Che cos'è l'OSAS
L'OSAS (sindrome delle apnee ostruttive del sonno) è una condizione in cui la respirazione si interrompe o si riduce durante il sonno a causa di un blocco parziale o totale delle vie respiratorie superiori. Questo succede quando il palato molle e la lingua si rilassano e ostruiscono il passaggio dell'aria.
Queste pause nella respirazione durano più di 10 secondi e causano risvegli brevi, che spesso non vengono ricordati, ma che disturbano profondamente il sonno. Di conseguenza, la qualità del sonno diminuisce e si può avere sonnolenza durante il giorno.
Chi colpisce e quanto è diffusa
- Colpisce circa il 4% degli uomini e il 2% delle donne in Italia, cioè circa 2 milioni di persone.
- Molti non sanno di averla: si stima che oltre l'80% degli uomini e il 90% delle donne con forme moderate o gravi non siano diagnosticati.
- È più comune nelle persone con sovrappeso o obesità, in particolare con un indice di massa corporea superiore a 29 kg/m2.
- Altri fattori di rischio sono una circonferenza del collo superiore a 43 cm negli uomini e 41 cm nelle donne, e alcune caratteristiche del viso o della gola che favoriscono l'ostruzione.
Sintomi e segni da osservare
Chi ha OSAS spesso presenta:
- Russamento forte e continuo, che inizia appena ci si addormenta.
- Pause nella respirazione durante il sonno, che possono essere notate dal partner.
- Risvegli improvvisi con sensazione di soffocamento.
- Sonnolenza e stanchezza durante il giorno, che possono aumentare il rischio di incidenti.
Perché è importante la diagnosi
L'OSAS non trattata può causare problemi seri, come:
- Aumento del rischio di pressione alta, ictus, aritmie e altre malattie del cuore.
- Maggiore probabilità di incidenti stradali e sul lavoro a causa della sonnolenza.
- Riduzione dell'aspettativa di vita, soprattutto nelle forme più gravi.
Come si fa la diagnosi
La diagnosi certa si ottiene con uno studio polisonnografico, un esame che monitora durante il sonno:
- Frequenza cardiaca
- Livello di ossigeno nel sangue
- Movimenti respiratori del torace e dell’addome
- Flusso d’aria respiratorio
- Posizione del corpo
Questo esame è il metodo più affidabile, ma è complesso, costoso e disponibile solo in centri specializzati, con tempi di attesa spesso lunghi.
Nuove tecnologie per la diagnosi precoce
Un recente progresso riguarda l’uso di pacemaker di nuova generazione che, oltre a regolare il battito cardiaco, possono monitorare anche la respirazione durante il sonno. Questi dispositivi misurano la quantità d’aria nei polmoni e registrano dati importanti come la frequenza cardiaca e la presenza di aritmie.

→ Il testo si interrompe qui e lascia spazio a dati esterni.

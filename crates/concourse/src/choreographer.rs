//! Camera choreography between the overview and individual points of interest.
//!
//! The choreographer does not own a camera. Callers hand it the current
//! [`CameraPose`] when requesting a transition and apply the pose returned by
//! [`Choreographer::tick`] every frame until the animation ends.
//!
//! ```text
//!             focus(poi)               done
//! Overview ───────────────► Focusing ────────► Focused
//!    ▲                                           │  │
//!    │ done                    reset()           │  │ focus(other)
//!    └──────── Resetting ◄───────────────────────┘  └──► Focusing
//! ```
//!
//! Requests made while an animation is in flight are dropped, not queued.

use std::time::Duration;

use glam::Vec3;

use crate::poi::{PoiId, PointOfInterest};

/// Time a focus or reset animation takes.
pub const FOCUS_DURATION: Duration = Duration::from_millis(1500);

/// Camera offset from a point of interest that does not specify its own.
pub const DEFAULT_CAMERA_OFFSET: Vec3 = Vec3::new(0.0, 2.0, 5.0);

/// Where the camera sits before anything is focused.
pub const OVERVIEW_POSE: CameraPose = CameraPose {
    position: Vec3::new(0.0, 2.0, 10.0),
    target: Vec3::ZERO,
};

/// Camera position plus the point it looks at.
#[derive(Debug, Clone, Copy, PartialEq)]
pub struct CameraPose {
    pub position: Vec3,
    pub target: Vec3,
}

impl CameraPose {
    /// Interpolate position and target by the same factor.
    #[must_use]
    pub fn lerp(self, other: Self, t: f32) -> Self {
        Self {
            position: self.position.lerp(other.position, t),
            target: self.target.lerp(other.target, t),
        }
    }
}

/// Cubic ease-in-out on `[0, 1]`.
#[must_use]
pub fn ease_in_out_cubic(t: f32) -> f32 {
    let t = t.clamp(0.0, 1.0);
    if t < 0.5 {
        4.0 * t * t * t
    } else {
        1.0 - (-2.0 * t + 2.0).powi(3) / 2.0
    }
}

/// Which stage of choreography the camera is in.
#[derive(Debug, Clone, Copy, PartialEq, Eq, Default)]
pub enum CameraPhase {
    #[default]
    Overview,
    Focusing(PoiId),
    Focused(PoiId),
    Resetting,
}

/// Focus information for the UI shell.
#[derive(Debug, Clone, Copy, PartialEq, Eq, Default)]
pub struct FocusState {
    /// The focused (or being focused) point of interest.
    pub focused: Option<PoiId>,
    /// Whether a camera animation is in flight.
    pub animating: bool,
}

#[derive(Debug, Clone)]
struct Flight {
    from: CameraPose,
    to: CameraPose,
    elapsed: Duration,
}

/// Owns camera focus and reset animations for one session.
#[derive(Debug, Clone)]
pub struct Choreographer {
    phase: CameraPhase,
    flight: Option<Flight>,
    overview: CameraPose,
    duration: Duration,
    default_offset: Vec3,
}

impl Default for Choreographer {
    fn default() -> Self {
        Self::new(OVERVIEW_POSE, FOCUS_DURATION)
    }
}

impl Choreographer {
    #[must_use]
    pub fn new(overview: CameraPose, duration: Duration) -> Self {
        Self {
            phase: CameraPhase::Overview,
            flight: None,
            overview,
            duration,
            default_offset: DEFAULT_CAMERA_OFFSET,
        }
    }

    /// Use `offset` for points of interest without their own camera offset.
    #[must_use]
    pub fn with_default_offset(mut self, offset: Vec3) -> Self {
        self.default_offset = offset;
        self
    }

    #[must_use]
    pub fn phase(&self) -> CameraPhase {
        self.phase
    }

    #[must_use]
    pub fn is_animating(&self) -> bool {
        matches!(
            self.phase,
            CameraPhase::Focusing(_) | CameraPhase::Resetting
        )
    }

    #[must_use]
    pub fn focus_state(&self) -> FocusState {
        let focused = match self.phase {
            CameraPhase::Focusing(id) | CameraPhase::Focused(id) => Some(id),
            CameraPhase::Overview | CameraPhase::Resetting => None,
        };
        FocusState {
            focused,
            animating: self.is_animating(),
        }
    }

    /// The pose that frames `poi`.
    #[must_use]
    pub fn pose_for(&self, poi: &PointOfInterest) -> CameraPose {
        CameraPose {
            position: poi.position + poi.camera_offset.unwrap_or(self.default_offset),
            target: poi.position,
        }
    }

    /// Start flying from `current` to `poi`.
    ///
    /// Returns `false` if the request was dropped because an animation is in
    /// flight.
    pub fn focus(&mut self, current: CameraPose, poi: &PointOfInterest) -> bool {
        if self.is_animating() {
            tracing::debug!(poi = %poi.id, phase = ?self.phase, "focus dropped, camera is animating");
            return false;
        }

        tracing::info!(poi = %poi.id, name = poi.name, "focusing camera");
        self.flight = Some(Flight {
            from: current,
            to: self.pose_for(poi),
            elapsed: Duration::ZERO,
        });
        self.phase = CameraPhase::Focusing(poi.id);
        true
    }

    /// Resolve `id` in `pois` and focus it.
    ///
    /// An unknown id is logged and ignored.
    pub fn focus_by_id(&mut self, current: CameraPose, pois: &[PointOfInterest], id: PoiId) -> bool {
        match pois.iter().find(|poi| poi.id == id) {
            Some(poi) => self.focus(current, poi),
            None => {
                tracing::warn!(poi = %id, "focus target not found");
                false
            }
        }
    }

    /// Fly back to the overview pose.
    ///
    /// Only a settled `Focused` camera can be reset.
    pub fn reset(&mut self, current: CameraPose) -> bool {
        if !matches!(self.phase, CameraPhase::Focused(_)) {
            tracing::debug!(phase = ?self.phase, "reset dropped");
            return false;
        }

        tracing::info!("resetting camera to overview");
        self.flight = Some(Flight {
            from: current,
            to: self.overview,
            elapsed: Duration::ZERO,
        });
        self.phase = CameraPhase::Resetting;
        true
    }

    /// Advance the animation by `delta`.
    ///
    /// Returns the pose to apply this frame, or `None` when idle. The final
    /// frame of an animation returns exactly the destination pose.
    pub fn tick(&mut self, delta: Duration) -> Option<CameraPose> {
        let flight = self.flight.as_mut()?;
        flight.elapsed += delta;

        if flight.elapsed < self.duration {
            let t = flight.elapsed.as_secs_f32() / self.duration.as_secs_f32();
            return Some(flight.from.lerp(flight.to, ease_in_out_cubic(t)));
        }

        let destination = flight.to;
        self.flight = None;
        self.phase = match self.phase {
            CameraPhase::Focusing(id) => CameraPhase::Focused(id),
            CameraPhase::Resetting => CameraPhase::Overview,
            settled => settled,
        };
        tracing::debug!(phase = ?self.phase, "camera animation finished");
        Some(destination)
    }
}

#[cfg(test)]
mod tests {
    use super::*;
    use crate::poi::station_amenities;

    const FRAME: Duration = Duration::from_millis(16);

    fn poi5() -> PointOfInterest {
        PointOfInterest {
            id: PoiId(5),
            name: "Lift".to_string(),
            description: String::new(),
            tags: Vec::new(),
            position: Vec3::new(1.0, 2.0, 3.0),
            camera_offset: None,
            image: None,
        }
    }

    /// Tick until idle, returning every applied pose.
    fn settle(choreographer: &mut Choreographer) -> Vec<CameraPose> {
        let mut poses = Vec::new();
        while let Some(pose) = choreographer.tick(FRAME) {
            poses.push(pose);
            if !choreographer.is_animating() {
                break;
            }
        }
        poses
    }

    #[test]
    fn test_easing_endpoints_and_symmetry() {
        assert_eq!(ease_in_out_cubic(0.0), 0.0);
        assert_eq!(ease_in_out_cubic(1.0), 1.0);
        assert!((ease_in_out_cubic(0.5) - 0.5).abs() < 1e-6);
        assert!(ease_in_out_cubic(0.25) < 0.25);
        assert!(ease_in_out_cubic(0.75) > 0.75);
    }

    #[test]
    fn test_focus_then_settle() {
        let mut c = Choreographer::default();
        let poi = poi5();
        assert!(c.focus(OVERVIEW_POSE, &poi));
        assert_eq!(c.phase(), CameraPhase::Focusing(PoiId(5)));
        assert_eq!(
            c.focus_state(),
            FocusState {
                focused: Some(PoiId(5)),
                animating: true
            }
        );

        let poses = settle(&mut c);
        // 1.5 s at 16 ms per frame.
        assert_eq!(poses.len(), 94);
        assert_eq!(
            poses.last(),
            Some(&CameraPose {
                position: Vec3::new(1.0, 4.0, 8.0),
                target: Vec3::new(1.0, 2.0, 3.0),
            })
        );
        assert_eq!(c.phase(), CameraPhase::Focused(PoiId(5)));
        assert!(!c.focus_state().animating);
        assert_eq!(c.tick(FRAME), None);
    }

    #[test]
    fn test_position_and_target_move_together() {
        let mut c = Choreographer::default();
        let poi = poi5();
        c.focus(OVERVIEW_POSE, &poi);
        let to = c.pose_for(&poi);

        for pose in settle(&mut c) {
            let dp = (pose.position - OVERVIEW_POSE.position).length()
                / (to.position - OVERVIEW_POSE.position).length();
            let dt = (pose.target - OVERVIEW_POSE.target).length()
                / (to.target - OVERVIEW_POSE.target).length();
            assert!((dp - dt).abs() < 1e-4);
        }
    }

    #[test]
    fn test_focus_during_focus_is_dropped() {
        let pois = station_amenities();
        let mut c = Choreographer::default();
        assert!(c.focus(OVERVIEW_POSE, &pois[1]));
        c.tick(Duration::from_millis(500));
        assert!(!c.focus(OVERVIEW_POSE, &pois[0]));
        assert_eq!(c.phase(), CameraPhase::Focusing(pois[1].id));
    }

    #[test]
    fn test_reset_during_focus_is_dropped() {
        let mut c = Choreographer::default();
        c.focus(OVERVIEW_POSE, &poi5());
        c.tick(Duration::from_millis(700));
        assert!(!c.reset(OVERVIEW_POSE));
        assert_eq!(c.phase(), CameraPhase::Focusing(PoiId(5)));

        // The focus animation still completes; the camera never snaps back.
        let last = settle(&mut c).pop().unwrap();
        assert_eq!(last.target, Vec3::new(1.0, 2.0, 3.0));
        assert_eq!(c.phase(), CameraPhase::Focused(PoiId(5)));
    }

    #[test]
    fn test_reset_returns_to_overview() {
        let mut c = Choreographer::default();
        let poi = poi5();
        c.focus(OVERVIEW_POSE, &poi);
        settle(&mut c);

        assert!(c.reset(c.pose_for(&poi)));
        assert_eq!(c.phase(), CameraPhase::Resetting);
        assert_eq!(c.focus_state().focused, None);
        assert!(!c.focus(OVERVIEW_POSE, &poi));

        assert_eq!(settle(&mut c).last(), Some(&OVERVIEW_POSE));
        assert_eq!(c.phase(), CameraPhase::Overview);
    }

    #[test]
    fn test_reset_from_overview_is_noop() {
        let mut c = Choreographer::default();
        assert!(!c.reset(OVERVIEW_POSE));
        assert_eq!(c.tick(FRAME), None);
    }

    #[test]
    fn test_refocus_from_focused() {
        let pois = station_amenities();
        let mut c = Choreographer::default();
        c.focus(OVERVIEW_POSE, &pois[0]);
        settle(&mut c);
        assert!(c.focus(c.pose_for(&pois[0]), &pois[2]));
        settle(&mut c);
        assert_eq!(c.phase(), CameraPhase::Focused(pois[2].id));
    }

    #[test]
    fn test_unknown_id_is_ignored() {
        let pois = station_amenities();
        let mut c = Choreographer::default();
        assert!(!c.focus_by_id(OVERVIEW_POSE, &pois, PoiId(99)));
        assert_eq!(c.phase(), CameraPhase::Overview);
        assert!(c.focus_by_id(OVERVIEW_POSE, &pois, PoiId(3)));
    }

    #[test]
    fn test_custom_offset_and_default_override() {
        let mut poi = poi5();
        let c = Choreographer::default().with_default_offset(Vec3::new(0.0, 0.0, 1.0));
        assert_eq!(c.pose_for(&poi).position, Vec3::new(1.0, 2.0, 4.0));
        poi.camera_offset = Some(Vec3::X);
        assert_eq!(c.pose_for(&poi).position, Vec3::new(2.0, 2.0, 3.0));
    }
}
/// Re-issue the search destination once the camera is idle and elsewhere.
fn follow_search_target(
    focus: Res<CameraFocus>,
    mut target: ResMut<SearchTarget>,
    mut focus_requests: MessageWriter<FocusRequest>,
    mut reset_requests: MessageWriter<ResetViewRequest>,
) {
    if focus.animating {
        return;
    }

    match *target {
        SearchTarget::None => {}
        SearchTarget::Poi(id) if focus.focused == Some(id) => *target = SearchTarget::None,
        SearchTarget::Poi(id) => {
            tracing::debug!(poi = %id, "camera missed search match, refocusing");
            focus_requests.write(FocusRequest(id));
        }
        SearchTarget::Overview if focus.focused.is_none() => *target = SearchTarget::None,
        SearchTarget::Overview => {
            tracing::debug!("camera still focused after search cleared, resetting");
            reset_requests.write(ResetViewRequest);
        }
    }
}

#[cfg(test)]
mod tests {
    use std::time::Duration;

    use bevy::time::TimeUpdateStrategy;
    use concourse::CameraPhase;
    use concourse::poi::station_amenities;

    use super::*;

    fn close(a: Vec3, b: Vec3) -> bool {
        (a - b).length() < 1e-4
    }

    #[test]
    fn test_orbit_preserves_radius() {
        let offset = Vec3::new(0.0, 2.0, 10.0);
        let rotated = orbit_offset(offset, 0.7, 0.3);
        assert!((rotated.length() - offset.length()).abs() < 1e-4);
    }

    #[test]
    fn test_orbit_yaw_quarter_turn() {
        let rotated = orbit_offset(Vec3::new(0.0, 0.0, 5.0), std::f32::consts::FRAC_PI_2, 0.0);
        assert!(close(rotated, Vec3::new(5.0, 0.0, 0.0)));
    }

    #[test]
    fn test_orbit_pitch_is_clamped() {
        let rotated = orbit_offset(Vec3::new(0.0, 0.0, 5.0), 0.0, 10.0);
        assert!((rotated.y / 5.0 - MAX_PITCH.sin()).abs() < 1e-4);
    }

    #[test]
    fn test_pan_moves_against_drag() {
        let shift = pan_shift(Quat::IDENTITY, Vec2::new(10.0, 0.0), 10.0, 0.001);
        assert!(close(shift, Vec3::new(-0.1, 0.0, 0.0)));

        // Dragging down lifts the target along the camera's up axis.
        let shift = pan_shift(Quat::IDENTITY, Vec2::new(0.0, 5.0), 2.0, 0.01);
        assert!(close(shift, Vec3::new(0.0, 0.1, 0.0)));
    }

    #[test]
    fn test_pan_follows_camera_yaw() {
        let rotation = Quat::from_rotation_y(std::f32::consts::FRAC_PI_2);
        let shift = pan_shift(rotation, Vec2::new(-10.0, 0.0), 1.0, 0.1);
        // The camera's right axis now points down -Z.
        assert!(close(shift, Vec3::new(0.0, 0.0, -1.0)));
    }

    #[test]
    fn test_zoom_clamps_distance() {
        let offset = Vec3::new(0.0, 0.0, 10.0);
        assert!(close(zoom_offset(offset, 0.5, 0.1, 1000.0), Vec3::new(0.0, 0.0, 5.0)));
        assert!(close(zoom_offset(offset, 1e-6, 0.1, 1000.0), Vec3::new(0.0, 0.0, 0.1)));
        assert!(close(zoom_offset(offset, 1e6, 0.1, 1000.0), Vec3::new(0.0, 0.0, 1000.0)));
    }

    #[test]
    fn test_focus_signal_follows_director() {
        let mut app = App::new();
        app.add_plugins(MinimalPlugins)
            .insert_resource(CameraDirector(ViewerSettings::default().choreographer()))
            .insert_resource(PoiCatalog(station_amenities()))
            .init_resource::<CameraFocus>()
            .init_resource::<SearchTarget>()
            .add_message::<FocusRequest>()
            .add_message::<ResetViewRequest>()
            .add_systems(
                Update,
                (handle_camera_requests, publish_focus_state).chain(),
            );
        app.world_mut().spawn((
            Transform::from_xyz(0.0, 2.0, 10.0),
            MainCamera,
            OrbitCamera {
                target: Vec3::ZERO,
            },
        ));

        app.world_mut().write_message(FocusRequest(PoiId(2)));
        app.update();
        assert_eq!(
            app.world().resource::<CameraFocus>().0,
            FocusState {
                focused: Some(PoiId(2)),
                animating: true,
            }
        );

        // Unknown ids leave the focus untouched.
        app.world_mut().write_message(FocusRequest(PoiId(42)));
        app.update();
        assert_eq!(app.world().resource::<CameraFocus>().focused, Some(PoiId(2)));
    }

    fn choreographed_app() -> App {
        let mut app = App::new();
        app.add_plugins(MinimalPlugins)
            .insert_resource(TimeUpdateStrategy::ManualDuration(Duration::from_millis(100)))
            .insert_resource(CameraDirector(ViewerSettings::default().choreographer()))
            .insert_resource(PoiCatalog(station_amenities()))
            .init_resource::<CameraFocus>()
            .init_resource::<SearchTarget>()
            .add_message::<FocusRequest>()
            .add_message::<ResetViewRequest>()
            .add_systems(
                Update,
                (
                    handle_camera_requests,
                    animate_camera,
                    publish_focus_state,
                    follow_search_target,
                )
                    .chain(),
            );
        app.world_mut().spawn((
            Transform::from_xyz(0.0, 2.0, 10.0),
            MainCamera,
            OrbitCamera {
                target: Vec3::ZERO,
            },
        ));
        app
    }

    /// Mimic the search box: record the destination and ask for it once.
    fn search_for(app: &mut App, target: SearchTarget) {
        *app.world_mut().resource_mut::<SearchTarget>() = target;
        match target {
            SearchTarget::Poi(id) => {
                app.world_mut().write_message(FocusRequest(id));
            }
            SearchTarget::Overview => {
                app.world_mut().write_message(ResetViewRequest);
            }
            SearchTarget::None => {}
        }
    }

    fn run_frames(app: &mut App, frames: usize) {
        for _ in 0..frames {
            app.update();
        }
    }

    #[test]
    fn test_match_changed_mid_flight_is_followed_once_idle() {
        let mut app = choreographed_app();
        search_for(&mut app, SearchTarget::Poi(PoiId(1)));
        app.update();
        assert_eq!(app.world().resource::<CameraDirector>().phase(), CameraPhase::Focusing(PoiId(1)));

        // The top match moves on while the first flight is still running.
        search_for(&mut app, SearchTarget::Poi(PoiId(2)));
        app.update();
        assert_eq!(app.world().resource::<CameraDirector>().phase(), CameraPhase::Focusing(PoiId(1)));

        run_frames(&mut app, 60);
        assert_eq!(
            app.world().resource::<CameraFocus>().0,
            FocusState {
                focused: Some(PoiId(2)),
                animating: false,
            }
        );
        assert_eq!(*app.world().resource::<SearchTarget>(), SearchTarget::None);
    }

    #[test]
    fn test_query_cleared_mid_flight_returns_to_overview() {
        let mut app = choreographed_app();
        search_for(&mut app, SearchTarget::Poi(PoiId(3)));
        app.update();

        search_for(&mut app, SearchTarget::Overview);
        app.update();
        assert_eq!(app.world().resource::<CameraDirector>().phase(), CameraPhase::Focusing(PoiId(3)));

        run_frames(&mut app, 60);
        assert_eq!(app.world().resource::<CameraDirector>().phase(), CameraPhase::Overview);
        assert_eq!(app.world().resource::<CameraFocus>().focused, None);
        assert_eq!(*app.world().resource::<SearchTarget>(), SearchTarget::None);
    }

    #[test]
    fn test_label_focus_without_search_target_stays() {
        let mut app = choreographed_app();
        app.world_mut().write_message(FocusRequest(PoiId(2)));
        run_frames(&mut app, 30);
        assert_eq!(app.world().resource::<CameraDirector>().phase(), CameraPhase::Focused(PoiId(2)));
    }
}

Questa tecnologia permette di individuare le apnee notturne in pazienti che spesso non ne sono consapevoli, soprattutto tra gli anziani, che sono più a rischio.
Benefici della diagnosi e del trattamento
- Permette di iniziare cure tempestive per migliorare la qualità del sonno e ridurre i rischi per il cuore.
- Riduce la sonnolenza diurna e quindi il rischio di incidenti stradali o sul lavoro.
- Contribuisce a contenere i costi sanitari, perché una diagnosi precoce evita complicazioni gravi che richiedono cure più costose.
Impatto economico
La mancata diagnosi dell’OSAS porta a un uso maggiore di risorse sanitarie. In 10 anni, chi non è diagnosticato consuma il doppio rispetto a chi è seguito e curato. I costi includono visite, esami e anche le spese legate agli incidenti stradali causati dalla sonnolenza.
In Italia, gli incidenti legati alla sonnolenza causata dall’OSAS costano circa 800 milioni di euro all’anno. Trattare questi pazienti può ridurre significativamente questo rischio e portare a un risparmio economico importante, stimato fino a 1,6 miliardi di euro ogni anno se si cura fino al 75% dei casi.
In conclusione
L’OSAS è una condizione comune e spesso non riconosciuta che può avere conseguenze serie sulla salute e sulla sicurezza. La diagnosi precoce, anche grazie a nuove tecnologie integrate nei pacemaker, permette di intervenire in modo efficace. Questo non solo migliora la vita delle persone, ma aiuta anche a ridurre i costi sanitari e sociali legati alla malattia.